Assignment: Write out, please, the lines from the beginning of the material to the line with "succeeded, and the", including both ends and nothing else.

━━━━━━━━━━━━━━━━━━━━

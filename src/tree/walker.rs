//! Walker - iterative directories-first pre-order traversal

use crate::error::WalkError;
use crate::stack::Stack;
use crate::storage::{Metadata, Storage};

use super::traversal::{order_children, push_children};

/// How a walk ended. Neither variant is an error.
#[derive(Debug, Clone, Copy, PartialEq, Eq)]
pub enum WalkOutcome {
    /// Every reachable entry was visited.
    Completed,
    /// The callback returned false.
    Stopped,
}

/// Walks a [`Storage`] depth-first, visiting each directory before its
/// children and all sibling directories before sibling files.
///
/// The walker holds no traversal state of its own: every call allocates a
/// fresh stack, so one walker can be reused and, when `S: Sync`, shared
/// between threads. Symlink loops are not detected.
#[derive(Debug, Clone)]
pub struct Walker<S> {
    storage: S,
}

impl<S: Storage> Walker<S> {
    pub fn new(storage: S) -> Self {
        Self { storage }
    }

    pub fn storage(&self) -> &S {
        &self.storage
    }

    pub fn into_inner(self) -> S {
        self.storage
    }

    /// Walk `root`, handing every stat and list failure to `visit`.
    ///
    /// `visit` receives the path, its metadata if stat succeeded, and the
    /// failure if any. A directory may be visited twice: once for its stat
    /// and again with [`WalkError::List`] if its children cannot be listed.
    /// Returning false from any call ends the walk immediately; returning
    /// true after a list failure skips that directory's children.
    pub fn walk<F>(&self, root: &str, mut visit: F) -> WalkOutcome
    where
        F: FnMut(&str, Option<&S::Metadata>, Option<WalkError<S::Error>>) -> bool,
    {
        let mut stack = Stack::new();
        stack.push(root.to_string());

        while !stack.is_empty() {
            let path = stack.pop();
            log::trace!("visiting {path}");

            let entry = match self.storage.stat(&path) {
                Ok(entry) => entry,
                Err(err) => {
                    log::debug!("stat failed for {path}: {err}");
                    if !visit(&path, None, Some(WalkError::Stat(err))) {
                        return stopped(&path);
                    }
                    continue;
                }
            };

            if !visit(&path, Some(&entry), None) {
                return stopped(&path);
            }
            if !entry.is_dir() {
                continue;
            }

            let mut children = match self.storage.list_children(&path) {
                Ok(children) => children,
                Err(err) => {
                    log::debug!("list failed for {path}: {err}");
                    if !visit(&path, Some(&entry), Some(WalkError::List(err))) {
                        return stopped(&path);
                    }
                    continue;
                }
            };

            order_children(&mut children);
            push_children(&mut stack, &self.storage, &path, &children);
        }

        WalkOutcome::Completed
    }

    /// Walk `root`, aborting on the first stat or list failure.
    ///
    /// Same order as [`Walker::walk`], but `visit` only sees successful
    /// entries. The first failure is returned unmodified and no further
    /// entries are visited.
    pub fn try_walk<F>(
        &self,
        root: &str,
        mut visit: F,
    ) -> Result<WalkOutcome, WalkError<S::Error>>
    where
        F: FnMut(&str, &S::Metadata) -> bool,
    {
        let mut failure = None;
        let outcome = self.walk(root, |path, entry, err| {
            if let Some(err) = err {
                failure = Some(err);
                return false;
            }
            // Without an error, stat succeeded and metadata is present
            entry.is_some_and(|entry| visit(path, entry))
        });

        match failure {
            Some(err) => Err(err),
            None => Ok(outcome),
        }
    }
}

fn stopped(path: &str) -> WalkOutcome {
    log::debug!("walk stopped at {path}");
    WalkOutcome::Stopped
}
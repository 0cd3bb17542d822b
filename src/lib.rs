//! Treewalk - iterative directories-first tree walking over pluggable storage

pub mod error;
pub mod stack;
pub mod storage;
pub mod tree;

#[cfg(feature = "test-utils")]
pub mod test_utils;

pub use error::WalkError;
pub use stack::Stack;
pub use storage::{
    LocalConfig, LocalMetadata, LocalStorage, MemoryError, MemoryMetadata, MemoryStorage,
    Metadata, Storage, join_path,
};
pub use tree::{WalkOutcome, Walker};
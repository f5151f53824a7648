use std::fs;
use std::path::Path;

use sched_boundary::{canonicalize_or_current, resolve_under};
use tempfile::tempdir;

#[test]
fn canonicalize_or_current_resolves_existing_path() {
    let tmp = tempdir().expect("tempdir");
    let subdir = tmp.path().join("nested");
    fs::create_dir_all(&subdir).expect("create nested");

    let result = canonicalize_or_current(&subdir.to_string_lossy()).expect("canonicalize");
    assert_eq!(result, subdir.canonicalize().expect("canonicalize subdir"));
}

#[test]
fn canonicalize_or_current_joins_missing_relative_path() {
    let result = canonicalize_or_current("does/not/exist").expect("resolve");
    assert!(result.is_absolute());
    assert!(result.ends_with("does/not/exist"));
}

#[test]
fn resolve_under_keeps_absolute_paths() {
    let root = Path::new("/srv/linux");
    assert_eq!(resolve_under(root, "vmlinux"), root.join("vmlinux"));
    assert_eq!(resolve_under(root, "/tmp/vmlinux"), Path::new("/tmp/vmlinux"));
}
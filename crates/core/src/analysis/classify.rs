use std::collections::{BTreeMap, BTreeSet};

use serde::Serialize;

use crate::analysis::{Aggregate, Eviction, Inflection};
use crate::model::Symbol;
use crate::symtab::LinkedSymbols;

/// Exported category of a subsystem function.
#[derive(Debug, Clone, Copy, PartialEq, Eq, PartialOrd, Ord, Hash, Serialize)]
#[serde(rename_all = "snake_case")]
pub enum Category {
    Interface,
    FnPtr,
    Init,
    Insider,
    Outsider,
    OptimizedOut,
    Tainted,
}

impl Category {
    /// Key used in the exported configuration and reports.
    pub fn as_str(&self) -> &'static str {
        match self {
            Category::Interface => "interface",
            Category::FnPtr => "fn_ptr",
            Category::Init => "init",
            Category::Insider => "insider",
            Category::Outsider => "outsider",
            Category::OptimizedOut => "optimized_out",
            Category::Tainted => "tainted",
        }
    }
}

/// A tainted symbol together with its local position (0 when global).
#[derive(Debug, Clone, PartialEq, Eq, PartialOrd, Ord, Serialize)]
pub struct TaintedSymbol {
    pub symbol: Symbol,
    pub position: u32,
}

/// `module_functions - interface - fn_ptrs`.
pub fn initial_insiders(
    module_functions: &BTreeSet<Symbol>,
    interface: &BTreeSet<Symbol>,
    fn_ptrs: &BTreeSet<Symbol>,
) -> BTreeSet<Symbol> {
    module_functions
        .iter()
        .filter(|s| !interface.contains(*s) && !fn_ptrs.contains(*s))
        .cloned()
        .collect()
}

/// Final classification. Every set is sorted, so exports are deterministic.
#[derive(Debug, Clone, Default, PartialEq, Eq, Serialize)]
pub struct Classification {
    pub interface: BTreeSet<Symbol>,
    pub fn_ptr: BTreeSet<Symbol>,
    pub init: BTreeSet<Symbol>,
    pub initial_insider: BTreeSet<Symbol>,
    pub insider: BTreeSet<Symbol>,
    pub outsider: BTreeSet<Symbol>,
    pub optimized_out: BTreeSet<Symbol>,
    pub tainted: Vec<TaintedSymbol>,
    /// Every function signature seen in metadata.
    #[serde(skip)]
    pub known: BTreeSet<Symbol>,
    #[serde(skip)]
    pub linked: LinkedSymbols,
    #[serde(skip)]
    pub evictions: BTreeMap<Symbol, Eviction>,
}

impl Classification {
    /// Join the phase outputs with the set algebra of the exported categories.
    pub fn assemble(
        aggregate: &Aggregate,
        fn_ptrs: &BTreeSet<Symbol>,
        initial: BTreeSet<Symbol>,
        inflection: Inflection,
        linked: LinkedSymbols,
    ) -> Self {
        let Inflection { insiders, evictions, .. } = inflection;
        let outsider: BTreeSet<Symbol> = initial.difference(&insiders).cloned().collect();
        let optimized_out: BTreeSet<Symbol> =
            outsider.iter().filter(|s| !linked.contains(s)).cloned().collect();
        let tainted_set: BTreeSet<&Symbol> = aggregate
            .interface
            .iter()
            .chain(fn_ptrs.iter())
            .chain(insiders.iter())
            .filter(|s| linked.contains(s))
            .collect();
        let tainted = tainted_set
            .into_iter()
            .map(|s| TaintedSymbol { symbol: s.clone(), position: linked.local_position(s) })
            .collect();

        Self {
            interface: aggregate.interface.clone(),
            fn_ptr: fn_ptrs.clone(),
            init: aggregate.init.clone(),
            initial_insider: initial,
            insider: insiders,
            outsider,
            optimized_out,
            tainted,
            known: aggregate.all_functions.clone(),
            linked,
            evictions,
        }
    }

    /// Exported list for a category; `Tainted` yields the bare symbols.
    pub fn symbols(&self, category: Category) -> Vec<&Symbol> {
        match category {
            Category::Interface => self.interface.iter().collect(),
            Category::FnPtr => self.fn_ptr.iter().collect(),
            Category::Init => self.init.iter().collect(),
            Category::Insider => self.insider.iter().collect(),
            Category::Outsider => self.outsider.iter().collect(),
            Category::OptimizedOut => self.optimized_out.iter().collect(),
            Category::Tainted => self.tainted.iter().map(|t| &t.symbol).collect(),
        }
    }

    /// Every category `symbol` belongs to.
    pub fn categories_of(&self, symbol: &Symbol) -> Vec<Category> {
        let mut out = Vec::new();
        for (category, set) in [
            (Category::Interface, &self.interface),
            (Category::FnPtr, &self.fn_ptr),
            (Category::Init, &self.init),
            (Category::Insider, &self.insider),
            (Category::Outsider, &self.outsider),
            (Category::OptimizedOut, &self.optimized_out),
        ] {
            if set.contains(symbol) {
                out.push(category);
            }
        }
        if self.tainted.iter().any(|t| &t.symbol == symbol) {
            out.push(Category::Tainted);
        }
        out
    }

    /// Known symbols called `name`, optionally restricted to one file.
    pub fn lookup(&self, name: &str, file: Option<&str>) -> Vec<&Symbol> {
        self.known
            .iter()
            .filter(|s| s.name == name && file.map(|f| s.file == f).unwrap_or(true))
            .collect()
    }

    pub fn summary(&self) -> ClassificationSummary {
        ClassificationSummary {
            functions: self.known.len(),
            interface: self.interface.len(),
            fn_ptr: self.fn_ptr.len(),
            init: self.init.len(),
            insider: self.insider.len(),
            outsider: self.outsider.len(),
            optimized_out: self.optimized_out.len(),
            tainted: self.tainted.len(),
            linked: self.linked.linked.len(),
            unattributed: self.linked.unattributed.len(),
        }
    }
}

/// Per-category counts for reporting.
#[derive(Debug, Clone, Copy, Default, PartialEq, Eq, Serialize)]
pub struct ClassificationSummary {
    pub functions: usize,
    pub interface: usize,
    pub fn_ptr: usize,
    pub init: usize,
    pub insider: usize,
    pub outsider: usize,
    pub optimized_out: usize,
    pub tainted: usize,
    pub linked: usize,
    pub unattributed: usize,
}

━━━━━━━━━━━━━━━━━━━━

Exercise solution:
filename src/tree/walker.rs
//! Walker - iterative directories-first pre-order traversal

use crate::error::WalkError;
use crate::stack::Stack;
use crate::storage::{Metadata, Storage};

use super::traversal::{order_children, push_children};

/// How a walk ended. Neither variant is an error.
#[derive(Debug, Clone, Copy, PartialEq, Eq)]
pub enum WalkOutcome {
    /// Every reachable entry was visited.
    Completed,
    /// The callback returned false.
    Stopped,
}

/// Walks a [`Storage`] depth-first, visiting each directory before its
/// children and all sibling directories before sibling files.
///
/// The walker holds no traversal state of its own: every call allocates a
/// fresh stack, so one walker can be reused and, when `S: Sync`, shared
/// between threads. Symlink loops are not detected.
#[derive(Debug, Clone)]
pub struct Walker<S> {
    storage: S,
}

impl<S: Storage> Walker<S> {
    pub fn new(storage: S) -> Self {
        Self { storage }
    }

    pub fn storage(&self) -> &S {
        &self.storage
    }

    pub fn into_inner(self) -> S {
        self.storage
    }

    /// Walk `root`, handing every stat and list failure to `visit`.
    ///
    /// `visit` receives the path, its metadata if stat succeeded, and the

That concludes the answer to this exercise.